---------- Dataset
//! SQLite-backed persistence.
//!
//! The app keeps its state in a small string key-value table inside a single
//! SQLite file. Connections are pooled via r2d2.
//!
//! # Module Structure
//!
//! - `schema`: Table definitions and schema initialization
//! - `kv`: Get/set/remove on the key-value table
//!
//! # Example
//!
//! ```no_run
//! use momento::db::{kv, Database};
//! use std::path::Path;
//!
//! let db = Database::open(Path::new("/tmp/momento.db"))?;
//! let conn = db.get_conn()?;
//! kv::set_value(&conn, "greeting", "hello")?;
//! assert_eq!(kv::get_value(&conn, "greeting")?.as_deref(), Some("hello"));
//! # Ok::<(), Box<dyn std::error::Error>>(())
//! ```

pub mod kv;
pub mod schema;

use crate::errors::{AppResult, DatabaseError};
use r2d2::Pool;
use r2d2_sqlite::SqliteConnectionManager;
use std::path::Path;
use tracing::{debug, info};

/// Type alias for a pooled SQLite connection.
pub type PooledConnection = r2d2::PooledConnection<SqliteConnectionManager>;

/// Database handle with connection pooling.
pub struct Database {
    pool: Pool<SqliteConnectionManager>,
}

impl Database {
    /// Opens or creates the database file and initializes the schema.
    ///
    /// # Errors
    ///
    /// Returns an error if the file cannot be opened or the schema cannot be
    /// created.
    pub fn open(db_path: &Path) -> AppResult<Self> {
        debug!("Opening database at: {:?}", db_path);
        let manager = SqliteConnectionManager::file(db_path);
        let db = Self::from_manager(manager, 4)?;
        info!("Database opened successfully");
        Ok(db)
    }

    /// Opens a private in-memory database. Every pooled connection to
    /// `:memory:` is a separate database, so the pool holds exactly one.
    pub fn open_in_memory() -> AppResult<Self> {
        Self::from_manager(SqliteConnectionManager::memory(), 1)
    }

    fn from_manager(manager: SqliteConnectionManager, max_size: u32) -> AppResult<Self> {
        let pool = Pool::builder()
            .max_size(max_size)
            .build(manager)
            .map_err(DatabaseError::Pool)?;

        let db = Database { pool };
        db.initialize_schema()?;
        Ok(db)
    }

    /// Gets a connection from the pool.
    ///
    /// # Errors
    ///
    /// Returns an error if no connection is available or the pool is exhausted.
    pub fn get_conn(&self) -> AppResult<PooledConnection> {
        self.pool
            .get()
            .map_err(|e| DatabaseError::Pool(e).into())
    }

    /// Creates tables if they don't exist. Safe to call multiple times.
    pub fn initialize_schema(&self) -> AppResult<()> {
        let conn = self.get_conn()?;
        schema::create_tables(&conn)?;
        debug!("Database schema initialized");
        Ok(())
    }
}

#[cfg(test)]
mod tests {
    use super::*;
    use tempfile::TempDir;

    #[test]
    fn test_database_open_and_connect() {
        let temp_dir = TempDir::new().unwrap();
        let db_path = temp_dir.path().join("test.db");

        let db = Database::open(&db_path).unwrap();
        let conn = db.get_conn().unwrap();

        let result: i32 = conn
            .query_row("SELECT 1 + 1", [], |row| row.get(0))
            .unwrap();
        assert_eq!(result, 2);
        assert!(db_path.exists());
    }

    #[test]
    fn test_data_survives_reopen() {
        let temp_dir = TempDir::new().unwrap();
        let db_path = temp_dir.path().join("test.db");

        {
            let db = Database::open(&db_path).unwrap();
            let conn = db.get_conn().unwrap();
            kv::set_value(&conn, "k", "v").unwrap();
        }

        let db = Database::open(&db_path).unwrap();
        let conn = db.get_conn().unwrap();
        assert_eq!(kv::get_value(&conn, "k").unwrap().as_deref(), Some("v"));
    }

    #[test]
    fn test_initialize_schema_idempotent() {
        let db = Database::open_in_memory().unwrap();
        db.initialize_schema().unwrap();
        db.initialize_schema().unwrap();
    }
}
--------------------
**What is expected:**
All of the records need to be transcribed exactly.

**Your response:**
//! SQLite-backed persistence.
//!
//! The app keeps its state in a small string key-value table inside a single
//! SQLite file. Connections are pooled via r2d2.
//!
//! # Module Structure
//!
//! - `schema`: Table definitions and schema initialization
//! - `kv`: Get/set/remove on the key-value table
//!
//! # Example
//!
//! ```no_run
//! use momento::db::{kv, Database};
//! use std::path::Path;
//!
//! let db = Database::open(Path::new("/tmp/momento.db"))?;
//! let conn = db.get_conn()?;
//! kv::set_value(&conn, "greeting", "hello")?;
//! assert_eq!(kv::get_value(&conn, "greeting")?.as_deref(), Some("hello"));
//! # Ok::<(), Box<dyn std::error::Error>>(())
//! ```

pub mod kv;
pub mod schema;

use crate::errors::{AppResult, DatabaseError};
use r2d2::Pool;
use r2d2_sqlite::SqliteConnectionManager;
use std::path::Path;
use tracing::{debug, info};

/// Type alias for a pooled SQLite connection.
pub type PooledConnection = r2d2::PooledConnection<SqliteConnectionManager>;

/// Database handle with connection pooling.
pub struct Database {
    pool: Pool<SqliteConnectionManager>,
}

impl Database {
    /// Opens or creates the database file and initializes the schema.
    ///
    /// # Errors
    ///
    /// Returns an error if the file cannot be opened or the schema cannot be
    /// created.
    pub fn open(db_path: &Path) -> AppResult<Self> {
        debug!("Opening database at: {:?}", db_path);
        let manager = SqliteConnectionManager::file(db_path);
        let db = Self::from_manager(manager, 4)?;
        info!("Database opened successfully");
        Ok(db)
    }

    /// Opens a private in-memory database. Every pooled connection to
    /// `:memory:` is a separate database, so the pool holds exactly one.
    pub fn open_in_memory() -> AppResult<Self> {
        Self::from_manager(SqliteConnectionManager::memory(), 1)
    }

    fn from_manager(manager: SqliteConnectionManager, max_size: u32) -> AppResult<Self> {
        let pool = Pool::builder()
            .max_size(max_size)
            .build(manager)
            .map_err(DatabaseError::Pool)?;

        let db = Database { pool };
        db.initialize_schema()?;
        Ok(db)
    }

    /// Gets a connection from the pool.
    ///
    /// # Errors
    ///
    /// Returns an error if no connection is available or the pool is exhausted.
    pub fn get_conn(&self) -> AppResult<PooledConnection> {
        self.pool
            .get()
            .map_err(|e| DatabaseError::Pool(e).into())
    }

    /// Creates tables if they don't exist. Safe to call multiple times.
    pub fn initialize_schema(&self) -> AppResult<()> {
        let conn = self.get_conn()?;
        schema::create_tables(&conn)?;
        debug!("Database schema initialized");
        Ok(())
    }
}

#[cfg(test)]
mod tests {
    use super::*;
    use tempfile::TempDir;

    #[test]
    fn test_database_open_and_connect() {
        let temp_dir = TempDir::new().unwrap();
        let db_path = temp_dir.path().join("test.db");

        let db = Database::open(&db_path).unwrap();
        let conn = db.get_conn().unwrap();

        let result: i32 = conn
            .query_row("SELECT 1 + 1", [], |row| row.get(0))
            .unwrap();
        assert_eq!(result, 2);
        assert!(db_path.exists());
    }

    #[test]
    fn test_data_survives_reopen() {
        let temp_dir = TempDir::new().unwrap();
        let db_path = temp_dir.path().join("test.db");

        {
            let db = Database::open(&db_path).unwrap();
            let conn = db.get_conn().unwrap();
            kv::set_value(&conn, "k", "v").unwrap();
        }

        let db = Database::open(&db_path).unwrap();
        let conn = db.get_conn().unwrap();
        assert_eq!(kv::get_value(&conn, "k").unwrap().as_deref(), Some("v"));
    }

    #[test]
    fn test_initialize_schema_idempotent() {
        let db = Database::open_in_memory().unwrap();
        db.initialize_schema().unwrap();
        db.initialize_schema().unwrap();
    }
}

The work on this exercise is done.